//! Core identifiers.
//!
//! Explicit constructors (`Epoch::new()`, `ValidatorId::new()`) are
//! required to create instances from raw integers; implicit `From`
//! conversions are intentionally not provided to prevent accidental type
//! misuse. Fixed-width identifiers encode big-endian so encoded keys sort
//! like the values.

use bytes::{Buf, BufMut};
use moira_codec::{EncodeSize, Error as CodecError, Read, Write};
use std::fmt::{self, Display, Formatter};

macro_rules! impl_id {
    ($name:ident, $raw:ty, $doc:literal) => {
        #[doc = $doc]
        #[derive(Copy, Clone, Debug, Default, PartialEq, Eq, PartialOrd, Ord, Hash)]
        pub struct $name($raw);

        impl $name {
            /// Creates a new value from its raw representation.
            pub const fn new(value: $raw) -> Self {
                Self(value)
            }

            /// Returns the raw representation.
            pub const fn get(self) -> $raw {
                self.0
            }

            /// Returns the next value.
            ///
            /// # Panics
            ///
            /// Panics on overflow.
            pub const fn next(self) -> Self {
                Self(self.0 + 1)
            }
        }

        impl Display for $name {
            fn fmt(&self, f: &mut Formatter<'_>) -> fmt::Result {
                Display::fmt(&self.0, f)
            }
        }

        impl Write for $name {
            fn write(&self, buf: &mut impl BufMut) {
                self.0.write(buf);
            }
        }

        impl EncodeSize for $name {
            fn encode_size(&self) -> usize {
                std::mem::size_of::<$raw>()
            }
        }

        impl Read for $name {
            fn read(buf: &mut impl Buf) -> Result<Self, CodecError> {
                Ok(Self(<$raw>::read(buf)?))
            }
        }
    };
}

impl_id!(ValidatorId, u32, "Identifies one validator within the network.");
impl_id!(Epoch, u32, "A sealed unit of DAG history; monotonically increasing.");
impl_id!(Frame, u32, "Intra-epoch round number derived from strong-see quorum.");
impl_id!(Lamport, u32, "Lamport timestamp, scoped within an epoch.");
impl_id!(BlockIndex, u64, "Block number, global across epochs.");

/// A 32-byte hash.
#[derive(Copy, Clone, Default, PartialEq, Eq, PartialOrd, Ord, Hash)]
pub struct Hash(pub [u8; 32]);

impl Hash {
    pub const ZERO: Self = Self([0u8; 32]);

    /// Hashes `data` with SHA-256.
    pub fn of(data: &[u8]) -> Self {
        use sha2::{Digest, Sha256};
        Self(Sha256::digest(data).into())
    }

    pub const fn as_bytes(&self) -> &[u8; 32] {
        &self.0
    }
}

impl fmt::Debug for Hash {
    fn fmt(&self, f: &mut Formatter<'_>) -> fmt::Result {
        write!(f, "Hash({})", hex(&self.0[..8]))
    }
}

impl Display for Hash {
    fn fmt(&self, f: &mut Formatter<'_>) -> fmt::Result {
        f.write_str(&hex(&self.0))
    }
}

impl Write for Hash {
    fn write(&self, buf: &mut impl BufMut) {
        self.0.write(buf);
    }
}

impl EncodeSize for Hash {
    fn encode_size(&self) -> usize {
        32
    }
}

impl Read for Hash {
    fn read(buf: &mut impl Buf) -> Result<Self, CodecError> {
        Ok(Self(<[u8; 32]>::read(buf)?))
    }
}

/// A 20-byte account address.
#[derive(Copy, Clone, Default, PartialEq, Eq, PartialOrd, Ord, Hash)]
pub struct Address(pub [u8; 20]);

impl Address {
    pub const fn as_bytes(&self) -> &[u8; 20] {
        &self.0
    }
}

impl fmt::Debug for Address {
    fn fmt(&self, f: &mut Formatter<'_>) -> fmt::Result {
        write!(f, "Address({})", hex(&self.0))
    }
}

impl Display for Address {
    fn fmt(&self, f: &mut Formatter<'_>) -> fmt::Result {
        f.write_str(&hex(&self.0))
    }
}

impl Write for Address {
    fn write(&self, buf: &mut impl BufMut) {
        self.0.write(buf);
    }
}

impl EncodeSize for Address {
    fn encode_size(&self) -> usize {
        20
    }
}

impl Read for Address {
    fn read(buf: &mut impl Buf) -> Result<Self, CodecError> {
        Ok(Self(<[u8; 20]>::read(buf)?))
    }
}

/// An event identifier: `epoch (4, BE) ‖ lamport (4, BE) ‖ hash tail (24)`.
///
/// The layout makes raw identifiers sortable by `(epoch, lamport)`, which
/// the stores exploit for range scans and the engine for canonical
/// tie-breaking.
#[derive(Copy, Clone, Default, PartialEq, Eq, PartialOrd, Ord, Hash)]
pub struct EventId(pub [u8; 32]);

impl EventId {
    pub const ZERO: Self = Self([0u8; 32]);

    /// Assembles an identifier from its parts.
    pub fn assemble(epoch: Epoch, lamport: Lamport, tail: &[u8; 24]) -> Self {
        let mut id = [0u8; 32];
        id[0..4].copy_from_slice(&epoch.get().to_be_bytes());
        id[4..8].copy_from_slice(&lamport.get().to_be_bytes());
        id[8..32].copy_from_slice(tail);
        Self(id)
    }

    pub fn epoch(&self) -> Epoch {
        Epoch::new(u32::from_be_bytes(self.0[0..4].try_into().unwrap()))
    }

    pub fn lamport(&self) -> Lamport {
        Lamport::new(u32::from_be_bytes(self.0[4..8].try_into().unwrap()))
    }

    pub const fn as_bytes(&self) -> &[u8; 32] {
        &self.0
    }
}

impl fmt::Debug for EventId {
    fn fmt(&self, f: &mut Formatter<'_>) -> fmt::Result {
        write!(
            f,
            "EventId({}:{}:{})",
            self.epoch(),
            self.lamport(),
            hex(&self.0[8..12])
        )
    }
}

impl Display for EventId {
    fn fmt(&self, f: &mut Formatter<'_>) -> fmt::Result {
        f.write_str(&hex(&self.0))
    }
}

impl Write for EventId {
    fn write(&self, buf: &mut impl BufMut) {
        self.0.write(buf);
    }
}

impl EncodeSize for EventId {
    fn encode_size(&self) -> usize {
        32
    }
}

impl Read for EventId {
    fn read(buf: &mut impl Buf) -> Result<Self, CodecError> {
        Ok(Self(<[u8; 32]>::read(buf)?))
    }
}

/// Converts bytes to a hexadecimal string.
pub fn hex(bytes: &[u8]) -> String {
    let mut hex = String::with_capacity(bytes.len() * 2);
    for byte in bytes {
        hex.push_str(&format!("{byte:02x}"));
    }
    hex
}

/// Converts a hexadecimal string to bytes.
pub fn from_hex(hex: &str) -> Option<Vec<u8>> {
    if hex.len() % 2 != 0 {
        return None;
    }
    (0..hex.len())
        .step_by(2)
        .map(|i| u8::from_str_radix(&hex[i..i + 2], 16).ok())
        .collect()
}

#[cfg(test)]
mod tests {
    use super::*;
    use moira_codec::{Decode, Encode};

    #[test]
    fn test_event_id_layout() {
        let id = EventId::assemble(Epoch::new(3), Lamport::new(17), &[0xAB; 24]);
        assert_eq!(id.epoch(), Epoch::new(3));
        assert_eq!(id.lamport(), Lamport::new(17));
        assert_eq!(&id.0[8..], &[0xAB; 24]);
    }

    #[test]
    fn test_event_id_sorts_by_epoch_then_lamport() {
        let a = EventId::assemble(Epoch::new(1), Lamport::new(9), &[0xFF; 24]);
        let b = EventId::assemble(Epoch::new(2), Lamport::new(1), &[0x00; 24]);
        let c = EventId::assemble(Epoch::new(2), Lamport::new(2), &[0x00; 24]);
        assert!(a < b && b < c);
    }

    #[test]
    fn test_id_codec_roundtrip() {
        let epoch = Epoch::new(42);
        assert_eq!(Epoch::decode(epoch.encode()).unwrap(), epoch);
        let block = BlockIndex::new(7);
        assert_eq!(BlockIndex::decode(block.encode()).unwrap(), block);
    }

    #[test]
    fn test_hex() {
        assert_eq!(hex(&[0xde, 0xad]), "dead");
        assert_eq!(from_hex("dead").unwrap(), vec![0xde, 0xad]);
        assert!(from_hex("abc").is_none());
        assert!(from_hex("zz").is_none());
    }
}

• • • • •

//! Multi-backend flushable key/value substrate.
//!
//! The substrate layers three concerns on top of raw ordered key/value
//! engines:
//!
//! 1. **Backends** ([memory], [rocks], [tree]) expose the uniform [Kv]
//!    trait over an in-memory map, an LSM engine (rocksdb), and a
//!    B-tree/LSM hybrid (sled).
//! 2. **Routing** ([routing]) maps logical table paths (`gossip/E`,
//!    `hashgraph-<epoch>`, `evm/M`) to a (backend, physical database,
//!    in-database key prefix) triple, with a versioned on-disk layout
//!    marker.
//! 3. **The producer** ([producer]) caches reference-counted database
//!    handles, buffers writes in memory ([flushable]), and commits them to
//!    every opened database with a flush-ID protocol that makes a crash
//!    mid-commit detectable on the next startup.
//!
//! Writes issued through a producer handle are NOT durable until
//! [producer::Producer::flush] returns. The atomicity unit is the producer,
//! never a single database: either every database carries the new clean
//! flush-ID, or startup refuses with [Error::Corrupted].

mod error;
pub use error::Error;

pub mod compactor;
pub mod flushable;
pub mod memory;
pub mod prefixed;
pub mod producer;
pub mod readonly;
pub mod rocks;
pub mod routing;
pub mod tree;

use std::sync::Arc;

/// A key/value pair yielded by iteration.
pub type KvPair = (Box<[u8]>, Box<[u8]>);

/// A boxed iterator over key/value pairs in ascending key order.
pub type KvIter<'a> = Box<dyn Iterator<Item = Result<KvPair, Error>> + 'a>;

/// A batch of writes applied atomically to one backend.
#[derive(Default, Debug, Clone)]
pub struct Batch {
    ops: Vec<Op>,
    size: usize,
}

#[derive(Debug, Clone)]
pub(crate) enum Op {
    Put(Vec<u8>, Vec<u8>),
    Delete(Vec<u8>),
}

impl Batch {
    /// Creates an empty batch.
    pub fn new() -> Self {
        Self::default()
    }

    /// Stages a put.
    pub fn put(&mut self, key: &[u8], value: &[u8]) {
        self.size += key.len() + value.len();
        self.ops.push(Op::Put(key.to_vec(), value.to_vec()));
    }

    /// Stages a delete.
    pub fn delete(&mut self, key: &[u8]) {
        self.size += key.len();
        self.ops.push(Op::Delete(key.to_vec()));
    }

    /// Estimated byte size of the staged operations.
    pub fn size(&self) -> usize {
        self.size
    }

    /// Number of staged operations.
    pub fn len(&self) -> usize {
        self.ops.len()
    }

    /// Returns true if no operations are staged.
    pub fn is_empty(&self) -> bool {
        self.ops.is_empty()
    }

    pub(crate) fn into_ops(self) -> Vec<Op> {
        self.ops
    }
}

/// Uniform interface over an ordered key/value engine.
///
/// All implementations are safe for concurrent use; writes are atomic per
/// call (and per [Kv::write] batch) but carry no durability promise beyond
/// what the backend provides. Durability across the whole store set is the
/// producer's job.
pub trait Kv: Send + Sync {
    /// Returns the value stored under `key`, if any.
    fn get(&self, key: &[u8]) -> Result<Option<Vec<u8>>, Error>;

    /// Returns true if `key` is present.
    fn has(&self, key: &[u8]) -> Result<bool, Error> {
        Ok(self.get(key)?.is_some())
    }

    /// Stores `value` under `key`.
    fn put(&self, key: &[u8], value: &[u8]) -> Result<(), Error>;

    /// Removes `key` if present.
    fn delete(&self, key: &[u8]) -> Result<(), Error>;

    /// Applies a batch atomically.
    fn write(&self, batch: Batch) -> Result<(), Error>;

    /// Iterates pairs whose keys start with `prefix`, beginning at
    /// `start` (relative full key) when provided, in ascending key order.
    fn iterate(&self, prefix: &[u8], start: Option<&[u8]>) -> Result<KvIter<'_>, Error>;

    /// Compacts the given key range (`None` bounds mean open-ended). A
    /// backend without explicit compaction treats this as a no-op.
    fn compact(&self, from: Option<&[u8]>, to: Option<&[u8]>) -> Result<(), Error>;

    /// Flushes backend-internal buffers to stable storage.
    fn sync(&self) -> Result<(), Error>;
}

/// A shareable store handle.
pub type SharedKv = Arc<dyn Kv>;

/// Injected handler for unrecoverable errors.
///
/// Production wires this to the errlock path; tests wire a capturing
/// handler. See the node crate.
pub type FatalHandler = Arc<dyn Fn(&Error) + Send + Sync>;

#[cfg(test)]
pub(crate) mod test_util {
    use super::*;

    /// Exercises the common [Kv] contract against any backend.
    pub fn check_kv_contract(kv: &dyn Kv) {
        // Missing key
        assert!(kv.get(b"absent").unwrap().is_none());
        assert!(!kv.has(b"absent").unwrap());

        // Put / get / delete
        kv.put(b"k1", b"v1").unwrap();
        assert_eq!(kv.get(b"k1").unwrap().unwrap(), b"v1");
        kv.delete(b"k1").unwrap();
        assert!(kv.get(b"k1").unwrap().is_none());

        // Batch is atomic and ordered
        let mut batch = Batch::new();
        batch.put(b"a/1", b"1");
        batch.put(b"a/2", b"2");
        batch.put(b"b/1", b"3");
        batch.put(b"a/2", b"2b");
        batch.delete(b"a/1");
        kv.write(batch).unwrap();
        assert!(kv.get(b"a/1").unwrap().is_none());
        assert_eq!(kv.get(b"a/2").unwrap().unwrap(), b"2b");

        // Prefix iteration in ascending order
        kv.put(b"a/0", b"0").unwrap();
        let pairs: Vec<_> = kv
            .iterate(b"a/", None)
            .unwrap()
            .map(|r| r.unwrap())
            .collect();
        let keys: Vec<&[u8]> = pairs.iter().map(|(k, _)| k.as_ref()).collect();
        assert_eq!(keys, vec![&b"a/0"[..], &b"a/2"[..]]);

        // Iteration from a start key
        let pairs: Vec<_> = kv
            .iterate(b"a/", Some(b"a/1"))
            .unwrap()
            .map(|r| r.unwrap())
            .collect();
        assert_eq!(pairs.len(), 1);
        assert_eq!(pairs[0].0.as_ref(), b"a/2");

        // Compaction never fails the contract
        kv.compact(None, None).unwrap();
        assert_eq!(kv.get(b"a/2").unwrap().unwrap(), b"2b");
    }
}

• • • • •

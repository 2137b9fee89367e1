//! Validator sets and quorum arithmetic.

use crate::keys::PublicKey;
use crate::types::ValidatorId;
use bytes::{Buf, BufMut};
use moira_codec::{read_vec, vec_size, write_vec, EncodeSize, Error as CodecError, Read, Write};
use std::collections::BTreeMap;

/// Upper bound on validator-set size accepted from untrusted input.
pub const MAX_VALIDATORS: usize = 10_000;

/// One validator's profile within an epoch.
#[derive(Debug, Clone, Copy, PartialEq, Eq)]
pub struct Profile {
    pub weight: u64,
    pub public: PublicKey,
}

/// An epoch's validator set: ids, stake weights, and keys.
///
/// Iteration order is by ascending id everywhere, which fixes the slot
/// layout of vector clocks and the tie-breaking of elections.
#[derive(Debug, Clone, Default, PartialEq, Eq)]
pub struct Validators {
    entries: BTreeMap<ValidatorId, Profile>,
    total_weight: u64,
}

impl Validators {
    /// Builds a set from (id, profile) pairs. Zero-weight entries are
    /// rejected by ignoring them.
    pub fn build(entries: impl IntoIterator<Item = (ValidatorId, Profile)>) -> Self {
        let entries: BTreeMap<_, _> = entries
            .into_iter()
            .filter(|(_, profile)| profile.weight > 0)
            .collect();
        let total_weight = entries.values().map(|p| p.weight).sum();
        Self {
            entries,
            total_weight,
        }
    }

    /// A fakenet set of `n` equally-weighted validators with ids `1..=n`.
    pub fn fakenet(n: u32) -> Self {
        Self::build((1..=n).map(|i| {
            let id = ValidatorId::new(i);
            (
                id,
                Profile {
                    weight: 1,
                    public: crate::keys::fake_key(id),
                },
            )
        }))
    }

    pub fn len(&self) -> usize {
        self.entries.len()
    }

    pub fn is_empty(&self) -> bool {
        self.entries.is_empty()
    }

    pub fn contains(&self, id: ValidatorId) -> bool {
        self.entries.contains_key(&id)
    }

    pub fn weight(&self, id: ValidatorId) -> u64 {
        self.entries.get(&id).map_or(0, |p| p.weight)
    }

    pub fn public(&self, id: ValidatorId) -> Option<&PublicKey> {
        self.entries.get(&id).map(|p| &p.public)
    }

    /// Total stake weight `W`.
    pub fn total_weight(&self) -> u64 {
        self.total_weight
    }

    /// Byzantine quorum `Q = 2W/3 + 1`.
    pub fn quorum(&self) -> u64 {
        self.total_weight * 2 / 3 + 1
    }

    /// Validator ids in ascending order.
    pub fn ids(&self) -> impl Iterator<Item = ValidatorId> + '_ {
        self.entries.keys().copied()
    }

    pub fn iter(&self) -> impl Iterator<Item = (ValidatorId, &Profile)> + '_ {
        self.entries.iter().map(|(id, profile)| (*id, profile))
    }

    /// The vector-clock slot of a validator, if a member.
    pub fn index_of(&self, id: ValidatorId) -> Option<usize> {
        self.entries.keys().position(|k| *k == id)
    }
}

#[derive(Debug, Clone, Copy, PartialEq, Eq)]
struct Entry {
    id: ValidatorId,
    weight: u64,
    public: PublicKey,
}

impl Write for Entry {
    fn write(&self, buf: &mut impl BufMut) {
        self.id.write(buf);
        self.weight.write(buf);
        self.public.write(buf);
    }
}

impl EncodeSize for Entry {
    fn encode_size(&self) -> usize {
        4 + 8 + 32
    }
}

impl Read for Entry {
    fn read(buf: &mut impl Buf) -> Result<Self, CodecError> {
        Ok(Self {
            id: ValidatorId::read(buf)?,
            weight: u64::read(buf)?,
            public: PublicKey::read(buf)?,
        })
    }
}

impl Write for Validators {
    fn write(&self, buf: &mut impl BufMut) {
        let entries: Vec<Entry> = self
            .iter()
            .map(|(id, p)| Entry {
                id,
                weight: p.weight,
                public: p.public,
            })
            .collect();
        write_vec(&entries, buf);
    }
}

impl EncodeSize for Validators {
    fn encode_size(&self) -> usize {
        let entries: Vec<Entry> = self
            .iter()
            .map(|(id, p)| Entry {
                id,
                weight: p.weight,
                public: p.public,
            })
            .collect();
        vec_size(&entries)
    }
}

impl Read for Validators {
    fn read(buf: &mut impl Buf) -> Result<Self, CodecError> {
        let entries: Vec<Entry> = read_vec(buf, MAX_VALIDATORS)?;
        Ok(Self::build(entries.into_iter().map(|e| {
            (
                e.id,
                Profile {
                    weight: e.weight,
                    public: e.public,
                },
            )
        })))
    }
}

• • • • •

Task requirements — Copy out, from the material above, each line where the word "ordered" is present.

Written response —
//! The substrate layers three concerns on top of raw ordered key/value
/// Uniform interface over an ordered key/value engine.
        // Batch is atomic and ordered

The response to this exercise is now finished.